Caputi: corso di laurea nella caserma della Villa

Ex Bucciante. Annuncio del rettore al Comitato per il rilancio di Chieti Le prime emergenze: migliorare i trasporti e rendere fruibili i siti formativi
CHIETI. Ora che l’ufficialità arriva dal rettore Sergio Caputi, tutti tirano un sospiro di sollievo: l’università d’Annunzio attiverà un corso di laurea nell’ex caserma Bucciante, nell’ambito del piano della creazione della Cittadella della cultura. Il corso dovrà ancora essere scelto - anche se da tempo si parla di Beni culturali - ma la promessa del vertice dell’ateneo fa esultare quanti da mesi si stanno battendo per il recupero di alcuni spazi urbani in pieno centro cittadino come le ex caserme Barardi e, appunto, l’ex Bucciante. Ma nelle intenzioni dell’ateneo deve trattarsi di un corso di laurea che abbia un’ampia visibilità, che crei movimento in città e che sia attinente con la vocazione primaria della Cittadella della cultura. Tutto questo passa anche per la riconsiderazione di quelli che sono i collegamenti pubblici tra la sede dell’ateneo, in via dei Vestini, e il centro storico, con tanto di modifica di percorsi e orari rispondenti alle esigenze degli studenti; e si incarna anche nella rivalutazione dei siti culturali della città. Su queste idee ha espresso unità d’intenti il Comitato cittadino per la salvaguardia e il rilancio di Chieti che ieri ha incontrato il rettore.

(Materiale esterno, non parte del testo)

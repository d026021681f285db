// SPDX-License-Identifier: Apache-2.0
// © James Ross Ω FLYING•ROBOTS <https://github.com/flyingrobots>
//! Canonical argument encoding for storage keys.
//!
//! Two queries selecting the same field with the same argument values must
//! address the same stored field, no matter how the arguments were spelled.
//! The canonical form is `name(arg:value,...)` with arguments sorted by name
//! and JSON values printed with object keys sorted recursively. Fields
//! without arguments use the bare field name.
use std::collections::BTreeMap;
use std::fmt::Write as _;

use serde_json::Value as Json;
use thiserror::Error;

use crate::ident::StorageKey;

/// Error produced when a storage key or condition references a variable the
/// selector did not bind.
///
/// This is an invariant violation on the caller constructing the selector
/// and is surfaced immediately rather than coerced to null.
#[derive(Debug, Clone, PartialEq, Eq, Error)]
#[error("unbound variable: ${name}")]
pub struct UnboundVariable {
    /// Name of the missing variable.
    pub name: Box<str>,
}

/// Variable bindings attached to a selector.
#[derive(Clone, Debug, Default, PartialEq, Eq)]
#[cfg_attr(feature = "serde", derive(serde::Serialize, serde::Deserialize))]
pub struct Variables(BTreeMap<Box<str>, Json>);

impl Variables {
    /// Creates an empty binding set.
    #[must_use]
    pub fn new() -> Self {
        Self::default()
    }

    /// Binds `name` to `value`, replacing any previous binding.
    #[must_use]
    pub fn with(mut self, name: impl Into<Box<str>>, value: impl Into<Json>) -> Self {
        self.0.insert(name.into(), value.into());
        self
    }

    /// Returns the value bound to `name`.
    #[must_use]
    pub fn get(&self, name: &str) -> Option<&Json> {
        self.0.get(name)
    }

    /// Resolves `name`, failing if it is unbound.
    pub fn resolve(&self, name: &str) -> Result<&Json, UnboundVariable> {
        self.get(name).ok_or_else(|| UnboundVariable {
            name: name.into(),
        })
    }
}

/// One field argument: a literal value or a variable reference.
#[derive(Clone, Debug, PartialEq)]
#[cfg_attr(feature = "serde", derive(serde::Serialize, serde::Deserialize))]
pub enum ArgumentValue {
    /// Literal JSON value baked into the selection tree.
    Literal(Json),
    /// Reference to a selector variable by name.
    Variable(Box<str>),
}

/// Named argument on a field selection.
#[derive(Clone, Debug, PartialEq)]
#[cfg_attr(feature = "serde", derive(serde::Serialize, serde::Deserialize))]
pub struct Argument {
    /// Argument name as declared in the schema.
    pub name: Box<str>,
    /// Literal or variable value.
    pub value: ArgumentValue,
}

impl Argument {
    /// Creates a literal argument.
    #[must_use]
    pub fn literal(name: impl Into<Box<str>>, value: impl Into<Json>) -> Self {
        Self {
            name: name.into(),
            value: ArgumentValue::Literal(value.into()),
        }
    }

    /// Creates a variable-referencing argument.
    #[must_use]
    pub fn variable(name: impl Into<Box<str>>, variable: impl Into<Box<str>>) -> Self {
        Self {
            name: name.into(),
            value: ArgumentValue::Variable(variable.into()),
        }
    }
}

/// Computes the canonical storage key for `name` with `args` under
/// `variables`.
pub fn storage_key(
    name: &str,
    args: &[Argument],
    variables: &Variables,
) -> Result<StorageKey, UnboundVariable> {
    if args.is_empty() {
        return Ok(StorageKey::from(name));
    }
    let mut resolved: Vec<(&str, &Json)> = Vec::with_capacity(args.len());
    for arg in args {
        let value = match &arg.value {
            ArgumentValue::Literal(value) => value,
            ArgumentValue::Variable(variable) => variables.resolve(variable)?,
        };
        resolved.push((&arg.name, value));
    }
    resolved.sort_by_key(|(name, _)| *name);

    let mut out = String::with_capacity(name.len() + 16);
    out.push_str(name);
    out.push('(');
    for (index, (arg_name, value)) in resolved.iter().enumerate() {
        if index > 0 {
            out.push(',');
        }
        out.push_str(arg_name);
        out.push(':');
        write_canonical(&mut out, value);
    }
    out.push(')');
    Ok(StorageKey::new(out))
}

/// Writes `value` in canonical JSON form: no whitespace, object keys sorted
/// recursively. Sorting is explicit rather than relying on the map type's
/// iteration order, so the encoding is stable under any serde_json feature
/// set.
fn write_canonical(out: &mut String, value: &Json) {
    match value {
        Json::Null => out.push_str("null"),
        Json::Bool(b) => {
            let _ = write!(out, "{b}");
        }
        Json::Number(n) => {
            let _ = write!(out, "{n}");
        }
        Json::String(s) => {
            // serde_json's string encoder handles escaping.
            if let Ok(encoded) = serde_json::to_string(s) {
                out.push_str(&encoded);
            }
        }
        Json::Array(items) => {
            out.push('[');
            for (index, item) in items.iter().enumerate() {
                if index > 0 {
                    out.push(',');
                }
                write_canonical(out, item);
            }
            out.push(']');
        }
        Json::Object(map) => {
            let mut keys: Vec<&String> = map.keys().collect();
            keys.sort_unstable();
            out.push('{');
            for (index, key) in keys.iter().enumerate() {
                if index > 0 {
                    out.push(',');
                }
                if let Ok(encoded) = serde_json::to_string(key) {
                    out.push_str(&encoded);
                }
                out.push(':');
                if let Some(item) = map.get(*key) {
                    write_canonical(out, item);
                }
            }
            out.push('}');
        }
    }
}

«È stato un proficuo incontro con toni di totale franchezza e che ha aperto la strada a una fattiva collaborazione dalla quale non potranno che generarsi cose positive per il futuro della città», commenta il coordinatore del Comitato, Giampiero Perrotti, al termine dell’incontro col neo rettore. Una delegazione del Comitato, infatti, è stata ricevuta dalle 10 alle 12 nella sede del rettorato e ha avuto modo di confrontarsi apertamente con il vertice della d’Annunzio non solo sulla Cittadella della cultura ma su una lunga serie di problematiche riguardanti la città e l’area metropolitana.
Per quanto riguarda l’ex caserma Bucciante, il rettore Caputi ha confermato l’impegno dell’ateneo a collocarvi un corso di laurea - oltre alla collezione d’arte Paglione - riservandosi la decisione su quale corso attivare. È necessario, infatti, che si tratti di un indirizzo che abbia un’alta frequentazione e un numero adeguato di iscritti. Nella visione del rettore occorre un corso con ampia visibilità, che crei movimento, renda il territorio partecipe e abbia attinenza con la vocazione primaria della cittadella della cultura.
Discutendo, invece, più in generale sulle problematiche cittadine sono emerse, tra le altre, due emergenze prioritarie. La prima è quella di garantire un deciso miglioramento nella viabilità e nel trasporto pubblico urbano e metropolitano. Occorrerà in particolare e da subito attivare collegamenti anche nelle ore notturne per consentire la mobilità alla fascia studentesca, tenendo conto, tra l’altro, che il 40% degli iscritti alla d’Annunzio proviene da fuori regione e assicura un indotto economico superiore persino a quello del turismo. L’altra priorità è quella della riapertura e della valorizzazione dei siti archeologici e culturali della città, un unicum che non può continuare a rimanere così trascurato com’è oggi.
L’incontro si è concluso con l’impegno del rettore e del Comitato cittadino a rivedersi a settembre per continuare insieme “questa battaglia” anche con il coinvolgimento delle autorità cittadine, metropolitane e regionali affinché si avviino a soluzione intanto le due problematiche già indicate e se ne affrontino via via altre la cui soluzione è indispensabile per il rilancio della città e del territorio. Nel progetto del Polo culturale nell’ex caserma Bucciante, alla villa comunale, sono previsti anche l’Archivio di stato, la biblioteca provinciale “C. De Meis” e il nuovo museo universitario.